*Activity*:
Search the material below for the string "Largest" and extract each line that has it.

· · · ·

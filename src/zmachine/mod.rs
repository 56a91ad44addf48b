//! The Z-machine: memory, call frames, execution state and the run loop
use std::{cell::Cell, collections::HashSet, fmt};

use crate::{
    config::Config,
    dictionary,
    error::{ErrorCode, RuntimeError},
    explore, fatal_error,
    instruction::{
        decoder, processor, Instruction, StoreResult,
    },
    logging, object, recoverable_error, text,
};

use self::{
    frame::Frame,
    header::{Header, HeaderField},
    memory::Memory,
    rng::{chacha_rng::ChaChaRng, ZRng},
    state::GameState,
};

pub mod frame;
pub mod header;
pub mod memory;
pub mod rng;
pub mod state;

/// Flags 1 bits set for V1-3 games
const FLAGS1_STATUS_LINE_NOT_AVAILABLE: u8 = 0x10;
const FLAGS1_SCREEN_SPLIT_AVAILABLE: u8 = 0x20;
const FLAGS1_VARIABLE_PITCH_DEFAULT: u8 = 0x40;

#[derive(Clone, Copy, Debug, PartialEq, Eq)]
/// How recoverable errors are handled
pub enum ErrorHandling {
    ContinueWarnAlways,
    ContinueWarnOnce,
    Ignore,
    Abort,
}

#[derive(Clone, Debug, PartialEq, Eq)]
/// Where the machine is in its execution
pub enum ExecutionState {
    /// Executing instructions
    Running,
    /// Suspended by `sread`/`aread` until a line of input is sent
    AwaitingInput {
        text_buffer: usize,
        parse_buffer: usize,
    },
    /// Suspended by `read_char` until input is sent
    AwaitingChar,
    /// The program quit or returned from its outermost routine
    Finished,
}

impl fmt::Display for ExecutionState {
    fn fmt(&self, f: &mut fmt::Formatter) -> fmt::Result {
        match self {
            ExecutionState::Running => write!(f, "running"),
            ExecutionState::AwaitingInput {
                text_buffer,
                parse_buffer,
            } => write!(
                f,
                "awaiting input (text ${:04x}, parse ${:04x})",
                text_buffer, parse_buffer
            ),
            ExecutionState::AwaitingChar => write!(f, "awaiting a character"),
            ExecutionState::Finished => write!(f, "finished"),
        }
    }
}
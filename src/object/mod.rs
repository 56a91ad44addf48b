//! [Object](https://inform-fiction.org/zmachine/standards/z1point1/sect12.html) utility functions

use crate::{error::*, fatal_error, zmachine::ZMachine};

pub mod attribute;
pub mod property;

/// Largest object number for V1-3
const MAX_OBJECTS_V3: usize = 255;
/// Largest object number for V4+
const MAX_OBJECTS_V4: usize = 65535;

/// Gets the (offset, size) of object table entries, where the offset skips the property defaults table
fn table_layout(version: u8) -> (usize, usize) {
    if version < 4 {
        (62, 9)
    } else {
        (126, 14)
    }
}

/// Gets the byte address of an object's table entry
///
/// If `object` is 0, 0 is returned.
///
/// # Arguments
/// * `zmachine` - Reference to the zmachine
/// * `object` - Object number
///
/// # Returns
/// [Result] with the byte address of the object table entry, 0, or a [RuntimeError]
fn object_address(zmachine: &ZMachine, object: usize) -> Result<usize, RuntimeError> {
    if object == 0 {
        Ok(0)
    } else {
        let max = if zmachine.version() < 4 {
            MAX_OBJECTS_V3
        } else {
            MAX_OBJECTS_V4
        };
        if object > max {
            return fatal_error!(
                ErrorCode::InvalidObjectTree,
                "Object number {} out of range 1-{}",
                object,
                max
            );
        }
        let table = zmachine.header().object_table();
        let (offset, size) = table_layout(zmachine.version());

        Ok(table + offset + (size * (object - 1)))
    }
}

/// Gets an object's relative (sibling, child, or parent)
///
/// If `object` is 0, 0 is returned.
///
/// # Arguments
/// * `zmachine` - Reference to the zmachine
/// * `object` - Object number
/// * `offset` - Byte offset of the relative data in the object's table entry
///
/// # Returns
/// [Result] with the relative object number, 0, or a [RuntimeError]
fn relative(zmachine: &ZMachine, object: usize, offset: usize) -> Result<usize, RuntimeError> {
    if object == 0 {
        Ok(0)
    } else {
        let object_address = object_address(zmachine, object)?;

        if zmachine.version() < 4 {
            Ok(zmachine.read_byte(object_address + offset)? as usize)
        } else {
            Ok(zmachine.read_word(object_address + offset)? as usize)
        }
    }
}

/// Gets an object's parent
///
/// If `object` is 0, 0 is returned
///
/// # Arguments
/// * `zmachine` - Reference to the zmachine
/// * `object` - Object number
///
/// # Returns
/// [Result] with the parent object number, 0 or a [RuntimeError]
pub fn parent(zmachine: &ZMachine, object: usize) -> Result<usize, RuntimeError> {
    let offset = if zmachine.version() < 4 { 4 } else { 6 };
    relative(zmachine, object, offset)
}

/// Gets an object's first child
///
/// If `object` is 0, 0 is returned
///
/// # Arguments
/// * `zmachine` - Reference to the zmachine
/// * `object` - Object number
///
/// # Returns
/// [Result] with the child object number, 0 or a [RuntimeError]
pub fn child(zmachine: &ZMachine, object: usize) -> Result<usize, RuntimeError> {
    let offset = if zmachine.version() < 4 { 6 } else { 10 };
    relative(zmachine, object, offset)
}

/// Gets an object's next sibling
///
/// If `object` is 0, 0 is returned
///
/// # Arguments
/// * `zmachine` - Reference to the zmachine
/// * `object` - Object number
///
/// # Returns
/// [Result] with the sibling object number, 0 or a [RuntimeError]
pub fn sibling(zmachine: &ZMachine, object: usize) -> Result<usize, RuntimeError> {
    let offset = if zmachine.version() < 4 { 5 } else { 8 };
    relative(zmachine, object, offset)
}

/// Sets the relative (parent, child, sibling) of an object
///
/// # Arguments
/// * `zmachine` - Reference to the zmachine
/// * `offset` - Byte offset of the relative data in the object's table entry
/// * `object` - Object number
/// * `relative` - New relative object number
///
/// # Returns
/// Empty [Result] or a [RuntimeError]
fn set_relative(
    zmachine: &mut ZMachine,
    offset: usize,
    object: usize,
    relative: usize,
) -> Result<(), RuntimeError> {
    if object == 0 {
        return fatal_error!(
            ErrorCode::InvalidObjectTree,
            "Can't set a relative of object 0"
        );
    }

    let object_address = object_address(zmachine, object)?;

    if zmachine.version() < 4 {
        zmachine.write_byte(object_address + offset, relative as u8)
    } else {
        zmachine.write_word(object_address + offset, relative as u16)
    }
}

/// Sets the parent of an object.
///
/// This function only updates the `object` table entry and does *not* remove the `object`
/// from its previous parent or otherwise update the object tree.
///
/// # Arguments
/// * `zmachine` - Reference to the zmachine
/// * `object` - Object number
/// * `parent` - New parent object number
///
/// # Returns
/// Empty [Result] or a [RuntimeError]
pub fn set_parent(
    zmachine: &mut ZMachine,
    object: usize,
    parent: usize,
) -> Result<(), RuntimeError> {
    let offset = if zmachine.version() < 4 { 4 } else { 6 };
    set_relative(zmachine, offset, object, parent)
}

/// Sets the child of an object.
///
/// This function only updates the `object` table entry and does *not* update the sibling
/// of the new `child` object or otherwise update the object tree.
///
/// # Arguments
/// * `zmachine` - Reference to the zmachine
/// * `object` - Object number
/// * `child` - New child object number
///
/// # Returns
/// Empty [Result] or a [RuntimeError]
pub fn set_child(zmachine: &mut ZMachine, object: usize, child: usize) -> Result<(), RuntimeError> {
    let offset = if zmachine.version() < 4 { 6 } else { 10 };
    set_relative(zmachine, offset, object, child)
}

/// Sets the next sibling of an object.
///
/// This function only updates the `object` table entry and does *not* update the new `sibling`
/// or otherwise update the object tree.
///
/// # Arguments
/// * `zmachine` - Reference to the zmachine
/// * `object` - Object number
/// * `sibling` - New sibling object number
///
/// # Returns
/// Empty [Result] or a [RuntimeError]
pub fn set_sibling(
    zmachine: &mut ZMachine,
    object: usize,
    sibling: usize,
) -> Result<(), RuntimeError> {
    let offset = if zmachine.version() < 4 { 5 } else { 8 };
    set_relative(zmachine, offset, object, sibling)
}

/// Detach an object from its parent.
///
/// The object keeps its own children.
///
/// # Arguments
/// * `zmachine` - Reference to the zmachine
/// * `object` - Object number
///
/// # Returns
/// Empty [Result] or a [RuntimeError]
pub fn remove(zmachine: &mut ZMachine, object: usize) -> Result<(), RuntimeError> {
    if object == 0 {
        return Ok(());
    }

    let parent = parent(zmachine, object)?;
    if parent == 0 {
        return Ok(());
    }

    let next = sibling(zmachine, object)?;
    let first = child(zmachine, parent)?;
    if first == object {
        set_child(zmachine, parent, next)?;
    } else {
        let mut previous = first;
        let mut steps = 0;
        loop {
            if previous == 0 {
                return fatal_error!(
                    ErrorCode::InvalidObjectTree,
                    "Object {} not found in the children of its parent {}",
                    object,
                    parent
                );
            }
            let s = sibling(zmachine, previous)?;
            if s == object {
                set_sibling(zmachine, previous, next)?;
                break;
            }
            previous = s;
            steps += 1;
            if steps > MAX_OBJECTS_V4 {
                return fatal_error!(
                    ErrorCode::InvalidObjectTree,
                    "Sibling chain of object {} loops",
                    parent
                );
            }
        }
    }

    debug!(target: "app::state", "Remove object {} from parent {}", object, parent);
    set_parent(zmachine, object, 0)?;
    set_sibling(zmachine, object, 0)
}

/// Move an object to be the first child of another object
///
/// # Arguments
/// * `zmachine` - Reference to the zmachine
/// * `object` - Object number
/// * `destination` - New parent object number
///
/// # Returns
/// Empty [Result] or a [RuntimeError]
pub fn insert(
    zmachine: &mut ZMachine,
    object: usize,
    destination: usize,
) -> Result<(), RuntimeError> {
    if object == 0 || destination == 0 {
        return fatal_error!(
            ErrorCode::InvalidObjectTree,
            "Can't insert object {} into object {}",
            object,
            destination
        );
    }

    remove(zmachine, object)?;
    let first = child(zmachine, destination)?;
    set_sibling(zmachine, object, first)?;
    set_child(zmachine, destination, object)?;
    set_parent(zmachine, object, destination)?;
    debug!(target: "app::state", "Insert object {} into {}", object, destination);
    Ok(())
}

/// Count the objects in the object table.
///
/// The table has no explicit length, so it's taken to end where the first property table starts.
///
/// # Arguments
/// * `zmachine` - Reference to the zmachine
///
/// # Returns
/// [Result] with the number of objects or a [RuntimeError]
pub fn object_count(zmachine: &ZMachine) -> Result<usize, RuntimeError> {
    let (_, size) = table_layout(zmachine.version());
    let max = if zmachine.version() < 4 {
        MAX_OBJECTS_V3
    } else {
        MAX_OBJECTS_V4
    };
    let mut lowest_property_table = zmachine.memory_size();
    let mut count = 0;
    for object in 1..=max {
        let address = object_address(zmachine, object)?;
        if address + size > lowest_property_table {
            break;
        }
        let property_table = property::property_table_address(zmachine, object)?;
        if property_table == 0 || property_table >= zmachine.memory_size() {
            break;
        }
        lowest_property_table = usize::min(lowest_property_table, property_table);
        count = object;
    }

    Ok(count)
}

· · · ·

*Answer space*:
/// Largest object number for V1-3
/// Largest object number for V4+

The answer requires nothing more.